O modelo de justiça criminal vivenciado por uma nação revela sua essência política. Portanto, a exata compreensão do papel do juiz nos sistemas penais é condição de possibilidade para a estruturação de um processo penal de índole democrática.
Nesse contexto, a Lei 13.964, sancionada em dezembro 2019 (“Pacote Anticrime”), trouxe ao cenário brasileiro a figura do “juiz das garantias”, rapidamente conduzida ao posto de um dos primeiros temas “polêmicos” do ano que se inicia.
Muitas vezes, para se entender o que aqui se passa, é preciso sair daqui: “é necessário sair da ilha para ver a ilha, não nos vemos se não saímos de nós” – aconselhava Saramago.
Desde o final dos anos 1980, vários países europeus reformaram seus sistemas de justiça criminal. Dentre as reformulações estruturais, destacou-se a proibição de que o juiz que houvesse atuado na fase de investigação criminal seguisse no mesmo caso até o julgamento. O processo e o julgamento, portanto, devem estar a cargo de magistrado diverso do que atuou na etapa investigativa – sendo este último o denominado “juiz das garantias”.
Seguindo no olhar “de fora da ilha”, repare-se que nos países do bloco continental latino-americano a superação dos regimes ditatoriais impôs a ruptura com a tradição inquisitória, herança da colonização espanhola. Assim, nos últimos 25 anos, países como Argentina, Chile, Uruguai, Paraguai, Bolívia, Colômbia, Bolívia (entre outros) reformularam seus Códigos, harmonizando-os com suas Constituições democráticas e com a Convenção Americana sobre os Direitos Humanos. Passaram a impedir, por conseguinte, que um mesmo juiz mantivesse contato com a investigação criminal e viesse a instruir e julgar o caso penal. Uma vez mais, tem-se o “juiz das garantias”, cuja competência cessa com o início da fase processual.
Mas, afinal, qual a razão de se impedir que o juiz que atua na fase da investigação seja o mesmo a sentenciar o caso penal? É de se perceber que juiz que atua na fase investigativa acaba por se “contaminar” subjetivamente com os elementos que ali são apurados, sendo que essa “contaminação” põe em risco a necessária imparcialidade do julgador.
O juiz que manteve contato com interceptações telefônicas, gravações ambientais, quebras de sigilo ou tenha decretado a prisão preventiva do indiciado, por exemplo, é influenciado por esses elementos, formando uma percepção antecipada a respeito do crime e da autoria.
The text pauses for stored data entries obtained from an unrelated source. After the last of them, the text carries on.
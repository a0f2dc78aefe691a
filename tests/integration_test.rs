use std::net::Ipv4Addr;
use std::time::Duration;

use srtcast::config::TransportConfig;
use srtcast::srt::ConnectionState;
use srtcast::{PublishError, Publisher};

fn fast_connect_timeout() -> TransportConfig {
    let mut config = TransportConfig::defaults();
    config.connect_timeout = Duration::from_secs(2);
    config
}

/// Connecting to a port nothing is listening on must fail within the
/// configured connect timeout, and the failure must surface as `None`
/// rather than a panic or a hang.
#[tokio::test]
async fn init_against_a_closed_port_returns_none() {
    let publisher = tokio::time::timeout(
        Duration::from_secs(5),
        Publisher::init_with_config(
            fast_connect_timeout(),
            Ipv4Addr::new(127, 0, 0, 1),
            9, // discard port: nothing listens for SRT here
            "cam1",
        ),
    )
    .await
    .expect("init must not hang past its own connect timeout");

    assert!(publisher.is_none());
}

/// `send_frame` on a `Publisher` that never connected shouldn't be
/// reachable at all: `init` returning `None` means there is no `Publisher`
/// value to call it on. This test documents that invariant at the type
/// level rather than exercising a runtime branch.
#[tokio::test]
async fn failed_init_yields_no_publisher_to_misuse() {
    let publisher = Publisher::init_with_config(
        fast_connect_timeout(),
        Ipv4Addr::new(127, 0, 0, 1),
        9,
        "cam1",
    )
    .await;

    match publisher {
        None => {}
        Some(p) => {
            // Defensive: if a future refactor ever returns Some on
            // failure, fail loudly instead of silently passing.
            assert_eq!(p.connection_state().await, ConnectionState::Connected);
            p.release().await;
            panic!("expected init to fail against a closed port");
        }
    }
}

/// A configuration mistake (an unparsable IP string) is caught before any
/// connect attempt and surfaced as a `PublishError`, distinct from the
/// live-session `None` outcomes above.
#[tokio::test]
async fn init_str_rejects_an_unparsable_ip() {
    let err = Publisher::init_str("not-an-ip", 9000, "cam1")
        .await
        .expect_err("a non-IPv4 string must not reach the connector");

    assert!(matches!(err, PublishError::InvalidEndpoint(_)));
}
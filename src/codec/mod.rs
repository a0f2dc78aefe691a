//! # H.264 Access-Unit Typing
//!
//! This crate only ever looks at H.264 access units the way the TS muxer
//! needs to: to decide whether one carries an IDR (random-access) picture.
//! It does not parse SPS/PPS, does not decode, and does not transcode —
//! those belong to a full codec toolkit, not a publishing pipeline.

/// H.264/AVC keyframe detection
pub mod h264;

#[doc(inline)]
pub use h264::contains_keyframe;
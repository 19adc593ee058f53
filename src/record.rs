use std::cmp::Ordering;

/// Measurement of one function, the baseline or a candidate.
#[derive(Debug, Clone, PartialEq)]
pub struct Record<O, E> {
    /// Identifier, unique per harness.
    pub id: String,
    /// Average runtime of one call in nanoseconds. 0 until measured.
    pub runtime_ns: f64,
    /// Baseline runtime divided by this runtime. `None` until measured.
    pub speedup: Option<f64>,
    /// Captured output, `None` until measured.
    pub output: Option<O>,
    /// Error relative to the baseline, `None` until measured.
    pub error: Option<E>,
    /// Peak memory allocated during the measurement, if tracked.
    pub peak_memory: Option<usize>,
}

impl<O, E> Record<O, E> {
    pub(crate) fn unmeasured(id: String) -> Self {
        Self {
            id,
            runtime_ns: 0.0,
            speedup: None,
            output: None,
            error: None,
            peak_memory: None,
        }
    }

    /// Whether the record was populated by a run.
    pub fn is_measured(&self) -> bool {
        self.speedup.is_some()
    }
}

/// Orders candidates for the report: measured ones by ascending runtime, unmeasured ones
/// last. Used with a stable sort, so ties keep insertion order.
pub(crate) fn by_runtime<O, E>(a: &&Record<O, E>, b: &&Record<O, E>) -> Ordering {
    match (a.is_measured(), b.is_measured()) {
        (true, true) => a.runtime_ns.total_cmp(&b.runtime_ns),
        (true, false) => Ordering::Less,
        (false, true) => Ordering::Greater,
        (false, false) => Ordering::Equal,
    }
}

/// References to `baseline` followed by `candidates` in report order.
pub(crate) fn ranked<'a, O, E>(
    baseline: &'a Record<O, E>,
    candidates: &'a [Record<O, E>],
) -> Vec<&'a Record<O, E>> {
    let mut sorted: Vec<&Record<O, E>> = candidates.iter().collect();
    sorted.sort_by(by_runtime);
    std::iter::once(baseline).chain(sorted).collect()
}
É precisamente isso que o “juiz das garantias” vem a evitar, garantindo a imparcialidade do julgador (que não pode ter atuado, insista-se, na fase de investigação).
O estabelecimento do “juiz das garantias”, todavia, tem enfrentado significativa resistência por aqui. Com alguma frequência é invocada, por exemplo, a inaptidão estrutural do Poder Judiciário para a adoção desse modelo.
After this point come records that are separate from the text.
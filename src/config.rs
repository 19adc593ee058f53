use rustop::opts;

/// Configure the harness.
///
/// [Config::default] leaves the command line alone, [Config::new] parses it.
#[derive(Debug, Clone, Default, PartialEq, Eq)]
pub struct Config {
    /// Filter should match exact
    pub exact: bool,
    /// Only candidates whose id matches the filter are inserted. The baseline is always
    /// measured.
    pub filter: Option<String>,
    /// Trash CPU cache before every measurement.
    pub cache_trasher: bool,
    /// Verbose output. Prints the classification of the arguments above the report.
    pub verbose: bool,
    /// Overrides the number of iterations passed at construction.
    pub num_iter: Option<usize>,
}

impl Config {
    /// Parses the command line arguments to get the options.
    ///
    /// Prints the help and exits on `--help` or unknown arguments.
    pub fn new() -> Self {
        parse_args()
    }

    /// Manually set the number of iterations each function is called.
    ///
    /// This takes precedence over the iterations passed to the constructor.
    pub fn set_num_iter(&mut self, num_iter: usize) -> &mut Self {
        self.num_iter = Some(num_iter);
        self
    }

    /// Sets the filter candidates are matched against on insert.
    pub fn set_filter(&mut self, filter: Option<String>) -> &mut Self {
        self.filter = filter;
        self
    }

    /// Match the filter exactly instead of as substring.
    pub fn set_exact(&mut self, exact: bool) -> &mut Self {
        self.exact = exact;
        self
    }

    /// Print the argument classification above the report.
    pub fn set_verbose(&mut self, verbose: bool) -> &mut Self {
        self.verbose = verbose;
        self
    }

    /// Trash CPU cache before every measurement. Defaults to false.
    pub fn set_cache_trasher(&mut self, enable: bool) -> &mut Self {
        self.cache_trasher = enable;
        self
    }

    /// Whether a candidate with `id` passes the filter.
    pub fn matches(&self, id: &str) -> bool {
        let Some(filter) = &self.filter else {
            return true;
        };
        if self.exact {
            id == filter
        } else {
            id.contains(filter.as_str())
        }
    }
}

pub(crate) fn parse_args() -> Config {
    let res = opts! {
        synopsis "Compares candidate functions against a baseline.";
        opt bench:bool, desc:"bench flag passed by cargo";
        opt exact:bool, desc:"Filter candidates by exact id rather than by pattern.";
        opt verbose:bool, desc:"Print the argument classification above the report.";
        opt iterations:Option<usize>, desc:"Override the number of iterations.";
        opt cache_trasher:bool, desc:"Trash the CPU cache before every measurement.";
        param filter:Option<String>, desc:"insert only candidates containing id."; // an optional positional parameter
    }
    .parse();
    match res {
        Ok((args, _rest)) => Config {
            exact: args.exact,
            filter: args.filter,
            cache_trasher: args.cache_trasher,
            verbose: args.verbose,
            num_iter: args.iterations,
        },
        Err(rustop::Error::Help(help)) => {
            println!("{}", help);
            std::process::exit(0);
        }
        Err(e) => {
            println!("{}", e);
            std::process::exit(1);
        }
    }
}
Não há dúvida: direitos custam dinheiro, conforme Stephen Holmes e Cass Sunstein detectaram na obra The Cost of Rights. A questão reside em compreender (ou não) a essencialidade do direito para a preservação do ambiente democrático, justificando-se (ou não) o investimento. Tome-se, por exemplo, o caso do Chile, onde a adoção do “juiz das garantias” se deu no contexto de ampliação no investimento no sistema de justiça criminal e fortalecimento dos órgãos que perante ele atuam.
Por outro lado, há alternativas que podem ser acionadas para contorno de eventuais pontos de estrangulamento como a implementação gradual no tempo (conforme a estrutura das comarcas) e aplicação somente aos novos casos penais – experiências bem-sucedidas também adotadas na América Latina.
Advirta-se, contudo, que a constitucionalidade do “juiz de garantias” está sendo questionada perante o Supremo Tribunal Federal nas ADIs 6.298, 6.299, 6.300 e 6.305. Espera-se, nessas ações, que a Corte cumpra seu papel institucional e reconheça que o “juiz das garantias” não vulnera a Constituição – muito ao contrário, aliás: fortalece sobremaneira as bases do processo penal democrático no país, ainda atrelado ao Código de Processo Penal de 1941, de matriz fascista e inquisitória.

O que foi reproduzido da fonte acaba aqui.